Exercise brief -> Starting at the line that contains "pub const MAX_BIT_POINTS: u32 = 3584;" and ending at the line that contains "pub enum DeviceError", the lines below are to be given again exactly, with nothing added.

Stored items
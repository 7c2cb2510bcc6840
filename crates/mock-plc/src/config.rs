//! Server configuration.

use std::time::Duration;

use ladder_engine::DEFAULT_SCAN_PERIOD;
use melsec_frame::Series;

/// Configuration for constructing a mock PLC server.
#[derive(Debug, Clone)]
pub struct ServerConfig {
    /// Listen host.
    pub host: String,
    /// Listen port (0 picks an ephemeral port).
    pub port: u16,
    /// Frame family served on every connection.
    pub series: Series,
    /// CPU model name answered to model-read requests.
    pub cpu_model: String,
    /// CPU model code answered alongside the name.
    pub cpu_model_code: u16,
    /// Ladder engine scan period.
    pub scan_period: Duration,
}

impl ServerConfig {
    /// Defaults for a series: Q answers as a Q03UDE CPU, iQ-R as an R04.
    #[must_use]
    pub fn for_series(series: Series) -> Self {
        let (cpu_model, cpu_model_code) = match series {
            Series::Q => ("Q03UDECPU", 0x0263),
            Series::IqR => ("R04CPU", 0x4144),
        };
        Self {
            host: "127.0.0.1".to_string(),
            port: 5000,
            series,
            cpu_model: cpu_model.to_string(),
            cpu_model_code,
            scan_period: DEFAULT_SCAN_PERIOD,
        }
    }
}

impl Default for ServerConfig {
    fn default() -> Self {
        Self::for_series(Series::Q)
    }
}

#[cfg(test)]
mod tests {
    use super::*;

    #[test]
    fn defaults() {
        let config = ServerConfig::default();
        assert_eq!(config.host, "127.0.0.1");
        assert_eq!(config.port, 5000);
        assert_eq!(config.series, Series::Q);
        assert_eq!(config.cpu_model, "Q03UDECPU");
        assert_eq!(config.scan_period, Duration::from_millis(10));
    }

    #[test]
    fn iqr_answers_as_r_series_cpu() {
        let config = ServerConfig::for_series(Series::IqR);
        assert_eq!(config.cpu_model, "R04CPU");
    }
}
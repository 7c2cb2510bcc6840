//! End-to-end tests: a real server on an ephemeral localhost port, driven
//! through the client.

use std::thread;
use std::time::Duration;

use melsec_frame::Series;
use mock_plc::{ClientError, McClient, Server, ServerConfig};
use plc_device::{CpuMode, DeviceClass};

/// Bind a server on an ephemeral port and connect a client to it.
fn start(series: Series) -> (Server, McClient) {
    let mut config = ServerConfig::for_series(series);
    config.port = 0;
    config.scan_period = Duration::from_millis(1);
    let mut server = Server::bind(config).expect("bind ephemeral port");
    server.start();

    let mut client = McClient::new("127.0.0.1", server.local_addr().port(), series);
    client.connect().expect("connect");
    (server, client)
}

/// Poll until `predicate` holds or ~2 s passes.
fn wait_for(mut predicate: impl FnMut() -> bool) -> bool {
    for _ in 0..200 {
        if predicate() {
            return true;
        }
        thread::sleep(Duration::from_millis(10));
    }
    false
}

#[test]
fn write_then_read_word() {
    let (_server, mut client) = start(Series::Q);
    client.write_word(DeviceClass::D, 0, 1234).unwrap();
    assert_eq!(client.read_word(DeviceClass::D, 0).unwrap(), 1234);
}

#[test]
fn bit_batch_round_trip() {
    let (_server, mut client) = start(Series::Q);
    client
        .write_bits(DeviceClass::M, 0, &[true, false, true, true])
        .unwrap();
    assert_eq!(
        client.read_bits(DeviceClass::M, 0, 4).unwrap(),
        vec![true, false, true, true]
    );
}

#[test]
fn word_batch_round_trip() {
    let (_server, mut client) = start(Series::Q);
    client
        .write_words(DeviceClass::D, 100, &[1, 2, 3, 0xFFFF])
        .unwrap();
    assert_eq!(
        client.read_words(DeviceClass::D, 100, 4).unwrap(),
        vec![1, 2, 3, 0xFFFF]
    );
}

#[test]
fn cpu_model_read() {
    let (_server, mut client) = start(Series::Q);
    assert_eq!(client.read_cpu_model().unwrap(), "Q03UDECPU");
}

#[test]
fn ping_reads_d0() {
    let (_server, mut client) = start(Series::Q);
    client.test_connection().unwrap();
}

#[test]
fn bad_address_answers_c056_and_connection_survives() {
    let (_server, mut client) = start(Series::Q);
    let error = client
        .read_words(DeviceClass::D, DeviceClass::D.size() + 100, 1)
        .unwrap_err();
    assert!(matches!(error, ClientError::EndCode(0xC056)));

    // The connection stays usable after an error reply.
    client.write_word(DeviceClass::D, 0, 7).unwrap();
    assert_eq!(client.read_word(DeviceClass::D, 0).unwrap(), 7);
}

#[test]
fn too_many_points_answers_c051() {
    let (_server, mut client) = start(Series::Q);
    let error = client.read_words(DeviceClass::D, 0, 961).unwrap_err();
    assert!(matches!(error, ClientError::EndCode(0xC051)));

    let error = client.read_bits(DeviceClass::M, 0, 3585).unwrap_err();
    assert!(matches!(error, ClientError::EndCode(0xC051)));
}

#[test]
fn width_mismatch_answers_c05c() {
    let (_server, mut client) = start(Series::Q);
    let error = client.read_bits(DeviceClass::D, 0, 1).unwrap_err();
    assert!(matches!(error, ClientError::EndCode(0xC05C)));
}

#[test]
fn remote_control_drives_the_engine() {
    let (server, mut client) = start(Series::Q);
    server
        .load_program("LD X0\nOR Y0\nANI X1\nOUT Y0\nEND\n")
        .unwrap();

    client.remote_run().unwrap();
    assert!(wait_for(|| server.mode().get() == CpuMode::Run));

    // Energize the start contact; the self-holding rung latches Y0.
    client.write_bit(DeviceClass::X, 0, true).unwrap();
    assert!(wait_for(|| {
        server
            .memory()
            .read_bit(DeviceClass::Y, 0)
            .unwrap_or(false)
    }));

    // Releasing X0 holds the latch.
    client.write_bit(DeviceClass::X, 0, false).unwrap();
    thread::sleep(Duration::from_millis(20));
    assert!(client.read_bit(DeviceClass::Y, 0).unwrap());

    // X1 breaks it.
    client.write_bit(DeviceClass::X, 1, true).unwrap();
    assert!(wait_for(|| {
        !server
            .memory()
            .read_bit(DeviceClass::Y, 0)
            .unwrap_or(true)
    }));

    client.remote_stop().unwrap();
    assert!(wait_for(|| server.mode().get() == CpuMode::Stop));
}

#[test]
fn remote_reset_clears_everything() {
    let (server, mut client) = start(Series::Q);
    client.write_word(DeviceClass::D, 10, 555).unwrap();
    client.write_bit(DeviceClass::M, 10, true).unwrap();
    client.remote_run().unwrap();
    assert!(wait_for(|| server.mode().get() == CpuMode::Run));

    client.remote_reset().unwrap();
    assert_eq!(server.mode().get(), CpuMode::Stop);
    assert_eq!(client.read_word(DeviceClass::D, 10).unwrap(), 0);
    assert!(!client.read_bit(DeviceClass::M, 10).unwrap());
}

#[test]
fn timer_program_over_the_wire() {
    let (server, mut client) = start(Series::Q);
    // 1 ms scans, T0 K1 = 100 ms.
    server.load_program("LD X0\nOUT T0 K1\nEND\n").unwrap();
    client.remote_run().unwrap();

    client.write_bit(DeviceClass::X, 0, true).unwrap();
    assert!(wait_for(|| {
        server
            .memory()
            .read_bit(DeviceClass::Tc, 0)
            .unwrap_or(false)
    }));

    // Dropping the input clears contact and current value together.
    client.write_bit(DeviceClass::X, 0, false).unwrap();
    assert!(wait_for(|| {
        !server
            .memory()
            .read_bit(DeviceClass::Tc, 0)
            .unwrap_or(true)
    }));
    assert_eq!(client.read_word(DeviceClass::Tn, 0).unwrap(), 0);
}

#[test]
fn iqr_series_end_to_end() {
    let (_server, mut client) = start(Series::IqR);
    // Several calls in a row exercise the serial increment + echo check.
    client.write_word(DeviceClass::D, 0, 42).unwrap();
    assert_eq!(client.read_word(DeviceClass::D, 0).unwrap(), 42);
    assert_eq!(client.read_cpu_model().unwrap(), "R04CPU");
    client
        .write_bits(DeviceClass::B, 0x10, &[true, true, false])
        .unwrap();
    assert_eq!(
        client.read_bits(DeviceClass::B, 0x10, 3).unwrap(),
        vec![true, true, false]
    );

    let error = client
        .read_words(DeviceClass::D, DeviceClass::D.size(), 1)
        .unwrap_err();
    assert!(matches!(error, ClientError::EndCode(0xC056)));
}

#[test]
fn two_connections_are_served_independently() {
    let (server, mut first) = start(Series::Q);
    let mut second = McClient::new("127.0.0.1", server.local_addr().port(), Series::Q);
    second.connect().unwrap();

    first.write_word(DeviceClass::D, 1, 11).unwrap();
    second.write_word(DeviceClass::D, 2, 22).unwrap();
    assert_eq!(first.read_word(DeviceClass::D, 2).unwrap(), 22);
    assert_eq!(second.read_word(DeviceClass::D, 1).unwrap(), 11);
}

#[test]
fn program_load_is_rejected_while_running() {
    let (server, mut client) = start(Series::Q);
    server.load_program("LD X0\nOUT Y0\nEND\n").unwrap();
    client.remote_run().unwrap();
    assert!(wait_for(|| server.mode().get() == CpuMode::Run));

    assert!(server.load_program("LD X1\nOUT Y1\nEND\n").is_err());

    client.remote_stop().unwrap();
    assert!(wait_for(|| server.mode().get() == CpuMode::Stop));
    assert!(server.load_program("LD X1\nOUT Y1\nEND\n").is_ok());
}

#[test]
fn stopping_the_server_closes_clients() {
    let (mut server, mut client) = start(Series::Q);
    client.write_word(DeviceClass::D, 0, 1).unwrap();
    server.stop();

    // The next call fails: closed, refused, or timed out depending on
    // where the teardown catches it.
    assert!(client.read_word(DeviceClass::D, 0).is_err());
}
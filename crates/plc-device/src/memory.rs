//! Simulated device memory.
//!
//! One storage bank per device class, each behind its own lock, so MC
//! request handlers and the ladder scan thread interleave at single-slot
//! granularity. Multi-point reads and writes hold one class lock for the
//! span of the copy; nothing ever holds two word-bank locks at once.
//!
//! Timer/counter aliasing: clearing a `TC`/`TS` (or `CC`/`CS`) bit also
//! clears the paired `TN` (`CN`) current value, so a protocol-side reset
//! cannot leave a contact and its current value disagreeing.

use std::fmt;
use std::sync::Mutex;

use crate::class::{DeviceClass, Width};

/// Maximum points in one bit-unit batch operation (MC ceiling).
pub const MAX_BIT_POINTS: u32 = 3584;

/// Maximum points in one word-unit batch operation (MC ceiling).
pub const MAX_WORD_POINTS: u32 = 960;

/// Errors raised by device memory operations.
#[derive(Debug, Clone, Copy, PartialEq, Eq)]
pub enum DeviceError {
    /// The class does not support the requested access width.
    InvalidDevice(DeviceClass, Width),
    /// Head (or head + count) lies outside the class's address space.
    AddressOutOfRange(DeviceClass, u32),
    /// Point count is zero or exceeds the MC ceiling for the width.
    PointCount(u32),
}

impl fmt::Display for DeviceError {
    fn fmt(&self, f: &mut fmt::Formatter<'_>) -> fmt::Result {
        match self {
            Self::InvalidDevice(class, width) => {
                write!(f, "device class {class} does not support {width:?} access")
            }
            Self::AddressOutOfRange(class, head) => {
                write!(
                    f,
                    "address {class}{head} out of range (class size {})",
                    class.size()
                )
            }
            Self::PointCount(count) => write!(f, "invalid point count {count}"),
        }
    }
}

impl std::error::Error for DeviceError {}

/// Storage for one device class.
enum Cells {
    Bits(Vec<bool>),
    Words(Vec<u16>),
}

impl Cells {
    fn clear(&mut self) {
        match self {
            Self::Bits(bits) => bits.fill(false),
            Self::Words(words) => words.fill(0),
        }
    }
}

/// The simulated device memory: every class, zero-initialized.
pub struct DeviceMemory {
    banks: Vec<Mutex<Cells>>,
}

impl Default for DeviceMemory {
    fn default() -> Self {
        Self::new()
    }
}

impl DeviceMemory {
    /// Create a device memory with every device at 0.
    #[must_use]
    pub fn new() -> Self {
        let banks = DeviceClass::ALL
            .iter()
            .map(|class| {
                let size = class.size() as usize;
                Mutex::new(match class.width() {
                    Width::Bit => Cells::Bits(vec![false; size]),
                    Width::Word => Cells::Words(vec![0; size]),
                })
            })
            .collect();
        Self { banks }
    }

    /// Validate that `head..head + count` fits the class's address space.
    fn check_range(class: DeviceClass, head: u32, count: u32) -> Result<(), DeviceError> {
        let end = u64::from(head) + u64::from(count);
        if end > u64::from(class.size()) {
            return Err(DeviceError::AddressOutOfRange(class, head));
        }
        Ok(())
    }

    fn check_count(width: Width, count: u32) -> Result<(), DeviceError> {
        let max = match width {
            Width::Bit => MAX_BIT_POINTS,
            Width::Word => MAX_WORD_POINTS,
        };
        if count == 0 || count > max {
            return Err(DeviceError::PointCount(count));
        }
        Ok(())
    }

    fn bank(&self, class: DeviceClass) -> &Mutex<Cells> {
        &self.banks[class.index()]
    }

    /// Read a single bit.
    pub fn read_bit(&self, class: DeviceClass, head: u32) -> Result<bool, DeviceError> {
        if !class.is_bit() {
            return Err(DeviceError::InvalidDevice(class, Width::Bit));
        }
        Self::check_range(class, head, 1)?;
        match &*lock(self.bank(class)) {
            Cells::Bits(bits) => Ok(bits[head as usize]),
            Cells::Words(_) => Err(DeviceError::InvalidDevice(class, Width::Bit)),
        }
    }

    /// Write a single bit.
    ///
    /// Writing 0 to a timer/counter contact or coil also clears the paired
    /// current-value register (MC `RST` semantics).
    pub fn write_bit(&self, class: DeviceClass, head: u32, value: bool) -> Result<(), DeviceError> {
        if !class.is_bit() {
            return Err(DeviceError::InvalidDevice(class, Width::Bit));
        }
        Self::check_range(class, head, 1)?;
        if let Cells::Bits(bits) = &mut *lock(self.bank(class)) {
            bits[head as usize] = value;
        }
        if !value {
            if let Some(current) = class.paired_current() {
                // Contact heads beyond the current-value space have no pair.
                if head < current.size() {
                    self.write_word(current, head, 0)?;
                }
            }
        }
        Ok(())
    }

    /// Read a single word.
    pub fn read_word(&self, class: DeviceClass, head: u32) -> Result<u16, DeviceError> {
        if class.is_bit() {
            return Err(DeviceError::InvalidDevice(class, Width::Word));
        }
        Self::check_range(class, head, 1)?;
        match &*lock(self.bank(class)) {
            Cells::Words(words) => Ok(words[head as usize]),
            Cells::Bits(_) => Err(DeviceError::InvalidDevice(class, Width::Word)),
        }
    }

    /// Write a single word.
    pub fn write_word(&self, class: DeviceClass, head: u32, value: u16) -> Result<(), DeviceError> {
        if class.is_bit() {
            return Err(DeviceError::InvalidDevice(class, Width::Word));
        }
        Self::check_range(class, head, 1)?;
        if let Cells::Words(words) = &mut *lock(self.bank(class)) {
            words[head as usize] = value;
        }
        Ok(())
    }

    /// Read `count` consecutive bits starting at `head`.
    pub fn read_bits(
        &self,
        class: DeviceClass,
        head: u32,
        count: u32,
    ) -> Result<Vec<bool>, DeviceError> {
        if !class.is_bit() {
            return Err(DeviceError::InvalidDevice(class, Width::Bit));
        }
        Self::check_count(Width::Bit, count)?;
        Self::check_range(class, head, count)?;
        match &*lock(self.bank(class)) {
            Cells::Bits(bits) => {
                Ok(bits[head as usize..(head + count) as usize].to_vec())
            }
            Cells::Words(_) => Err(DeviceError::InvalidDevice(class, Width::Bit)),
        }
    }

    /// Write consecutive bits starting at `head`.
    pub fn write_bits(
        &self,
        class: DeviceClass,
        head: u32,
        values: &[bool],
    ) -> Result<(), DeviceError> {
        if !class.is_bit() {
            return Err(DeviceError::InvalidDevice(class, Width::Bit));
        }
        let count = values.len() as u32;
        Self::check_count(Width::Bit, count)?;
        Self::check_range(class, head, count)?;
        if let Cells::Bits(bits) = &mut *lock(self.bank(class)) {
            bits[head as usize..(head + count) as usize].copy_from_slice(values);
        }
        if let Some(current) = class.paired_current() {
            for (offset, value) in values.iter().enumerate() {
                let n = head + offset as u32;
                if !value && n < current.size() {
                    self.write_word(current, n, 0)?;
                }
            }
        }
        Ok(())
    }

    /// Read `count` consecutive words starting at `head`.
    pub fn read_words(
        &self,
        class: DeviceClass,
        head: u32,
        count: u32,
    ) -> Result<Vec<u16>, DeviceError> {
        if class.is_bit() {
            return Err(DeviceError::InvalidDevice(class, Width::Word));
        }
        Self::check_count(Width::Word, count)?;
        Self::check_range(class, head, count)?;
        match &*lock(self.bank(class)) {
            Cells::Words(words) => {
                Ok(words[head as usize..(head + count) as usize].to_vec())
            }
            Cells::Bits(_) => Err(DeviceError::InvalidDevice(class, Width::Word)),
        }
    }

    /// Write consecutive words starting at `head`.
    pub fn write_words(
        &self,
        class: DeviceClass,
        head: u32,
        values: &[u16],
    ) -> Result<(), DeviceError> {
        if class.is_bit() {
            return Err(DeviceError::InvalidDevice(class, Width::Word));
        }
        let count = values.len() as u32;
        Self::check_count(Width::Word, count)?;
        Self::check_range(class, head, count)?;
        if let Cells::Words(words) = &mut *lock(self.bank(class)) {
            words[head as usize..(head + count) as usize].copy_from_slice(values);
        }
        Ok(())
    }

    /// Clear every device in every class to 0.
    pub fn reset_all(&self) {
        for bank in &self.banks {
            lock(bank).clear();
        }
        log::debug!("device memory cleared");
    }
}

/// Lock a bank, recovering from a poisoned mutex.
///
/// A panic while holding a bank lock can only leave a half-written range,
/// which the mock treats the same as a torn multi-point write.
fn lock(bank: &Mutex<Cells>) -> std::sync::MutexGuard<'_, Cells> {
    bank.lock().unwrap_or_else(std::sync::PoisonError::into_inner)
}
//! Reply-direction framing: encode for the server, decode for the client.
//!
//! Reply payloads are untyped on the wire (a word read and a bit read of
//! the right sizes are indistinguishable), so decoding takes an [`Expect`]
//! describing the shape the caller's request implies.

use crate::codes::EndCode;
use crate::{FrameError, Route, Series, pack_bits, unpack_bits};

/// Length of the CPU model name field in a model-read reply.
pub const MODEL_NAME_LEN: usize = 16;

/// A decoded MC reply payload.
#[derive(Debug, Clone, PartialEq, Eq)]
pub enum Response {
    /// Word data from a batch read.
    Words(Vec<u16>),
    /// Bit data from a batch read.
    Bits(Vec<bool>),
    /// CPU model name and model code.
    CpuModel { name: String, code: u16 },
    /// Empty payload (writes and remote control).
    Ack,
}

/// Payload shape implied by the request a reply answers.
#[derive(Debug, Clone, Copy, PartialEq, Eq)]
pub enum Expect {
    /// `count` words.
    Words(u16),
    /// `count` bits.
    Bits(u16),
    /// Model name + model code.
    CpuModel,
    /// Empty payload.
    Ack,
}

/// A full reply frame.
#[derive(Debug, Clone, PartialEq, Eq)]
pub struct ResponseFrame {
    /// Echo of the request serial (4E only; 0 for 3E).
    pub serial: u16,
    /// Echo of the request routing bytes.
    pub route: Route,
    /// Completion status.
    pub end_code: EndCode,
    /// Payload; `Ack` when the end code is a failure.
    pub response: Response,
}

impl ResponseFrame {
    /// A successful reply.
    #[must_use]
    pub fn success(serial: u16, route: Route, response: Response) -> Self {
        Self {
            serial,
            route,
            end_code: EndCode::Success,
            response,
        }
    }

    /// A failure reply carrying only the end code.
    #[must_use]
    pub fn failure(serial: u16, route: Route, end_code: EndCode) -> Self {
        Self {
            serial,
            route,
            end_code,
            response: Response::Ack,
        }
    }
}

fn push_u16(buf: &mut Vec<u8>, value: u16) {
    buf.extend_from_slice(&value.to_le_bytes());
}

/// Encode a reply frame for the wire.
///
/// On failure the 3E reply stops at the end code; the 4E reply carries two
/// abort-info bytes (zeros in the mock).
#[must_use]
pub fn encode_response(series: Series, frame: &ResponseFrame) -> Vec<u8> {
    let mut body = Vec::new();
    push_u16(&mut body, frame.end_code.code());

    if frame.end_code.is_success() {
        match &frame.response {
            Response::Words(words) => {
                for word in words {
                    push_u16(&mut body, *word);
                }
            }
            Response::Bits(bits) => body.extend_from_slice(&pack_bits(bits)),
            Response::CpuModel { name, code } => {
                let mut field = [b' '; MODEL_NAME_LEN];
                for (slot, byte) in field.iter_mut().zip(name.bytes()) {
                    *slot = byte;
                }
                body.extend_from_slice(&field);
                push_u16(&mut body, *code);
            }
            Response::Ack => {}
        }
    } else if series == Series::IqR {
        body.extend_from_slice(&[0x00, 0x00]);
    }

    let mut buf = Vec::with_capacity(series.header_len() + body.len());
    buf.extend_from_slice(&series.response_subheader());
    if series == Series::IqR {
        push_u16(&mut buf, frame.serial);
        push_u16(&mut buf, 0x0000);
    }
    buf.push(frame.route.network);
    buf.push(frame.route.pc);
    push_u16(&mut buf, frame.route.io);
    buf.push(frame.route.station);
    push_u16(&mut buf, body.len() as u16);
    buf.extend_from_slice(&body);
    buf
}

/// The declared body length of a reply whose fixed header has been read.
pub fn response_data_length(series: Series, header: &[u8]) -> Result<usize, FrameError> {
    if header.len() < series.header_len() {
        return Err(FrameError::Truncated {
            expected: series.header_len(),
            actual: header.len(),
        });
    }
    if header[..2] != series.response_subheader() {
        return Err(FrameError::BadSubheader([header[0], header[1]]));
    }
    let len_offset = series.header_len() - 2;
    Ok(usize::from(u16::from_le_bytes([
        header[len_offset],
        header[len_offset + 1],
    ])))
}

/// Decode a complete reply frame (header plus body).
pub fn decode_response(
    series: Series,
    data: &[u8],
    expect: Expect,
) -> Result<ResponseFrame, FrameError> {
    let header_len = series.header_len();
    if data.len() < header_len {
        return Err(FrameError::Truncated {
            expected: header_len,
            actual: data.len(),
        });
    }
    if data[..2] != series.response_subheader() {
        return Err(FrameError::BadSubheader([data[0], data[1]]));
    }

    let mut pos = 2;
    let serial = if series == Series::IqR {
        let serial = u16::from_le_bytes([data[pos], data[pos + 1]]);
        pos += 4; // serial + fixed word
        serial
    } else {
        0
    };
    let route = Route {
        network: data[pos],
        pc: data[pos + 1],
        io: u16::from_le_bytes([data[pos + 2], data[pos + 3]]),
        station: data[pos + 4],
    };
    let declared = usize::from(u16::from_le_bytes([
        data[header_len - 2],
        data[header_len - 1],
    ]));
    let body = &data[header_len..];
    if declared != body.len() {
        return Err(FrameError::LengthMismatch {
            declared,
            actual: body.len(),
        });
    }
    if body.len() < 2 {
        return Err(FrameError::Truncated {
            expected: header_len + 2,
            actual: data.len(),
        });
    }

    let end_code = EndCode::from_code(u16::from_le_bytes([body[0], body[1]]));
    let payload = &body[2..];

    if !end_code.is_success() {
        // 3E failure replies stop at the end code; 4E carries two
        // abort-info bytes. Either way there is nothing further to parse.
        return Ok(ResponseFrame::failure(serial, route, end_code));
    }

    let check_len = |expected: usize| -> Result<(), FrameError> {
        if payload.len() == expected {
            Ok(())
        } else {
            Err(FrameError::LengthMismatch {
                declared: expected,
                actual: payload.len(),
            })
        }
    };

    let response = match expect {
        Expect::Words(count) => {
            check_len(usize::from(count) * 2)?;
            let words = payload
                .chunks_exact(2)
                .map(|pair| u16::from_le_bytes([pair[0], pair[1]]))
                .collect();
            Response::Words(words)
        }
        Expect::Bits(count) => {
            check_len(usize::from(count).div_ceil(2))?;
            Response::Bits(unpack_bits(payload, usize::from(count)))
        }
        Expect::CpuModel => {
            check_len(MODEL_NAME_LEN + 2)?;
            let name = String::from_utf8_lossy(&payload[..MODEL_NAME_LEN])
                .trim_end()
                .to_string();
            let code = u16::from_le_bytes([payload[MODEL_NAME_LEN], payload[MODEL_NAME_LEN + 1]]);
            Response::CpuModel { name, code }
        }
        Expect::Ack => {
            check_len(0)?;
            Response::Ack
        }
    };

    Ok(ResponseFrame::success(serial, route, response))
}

Response ->
pub const MAX_BIT_POINTS: u32 = 3584;

/// Maximum points in one word-unit batch operation (MC ceiling).
pub const MAX_WORD_POINTS: u32 = 960;

/// Errors raised by device memory operations.
#[derive(Debug, Clone, Copy, PartialEq, Eq)]
pub enum DeviceError {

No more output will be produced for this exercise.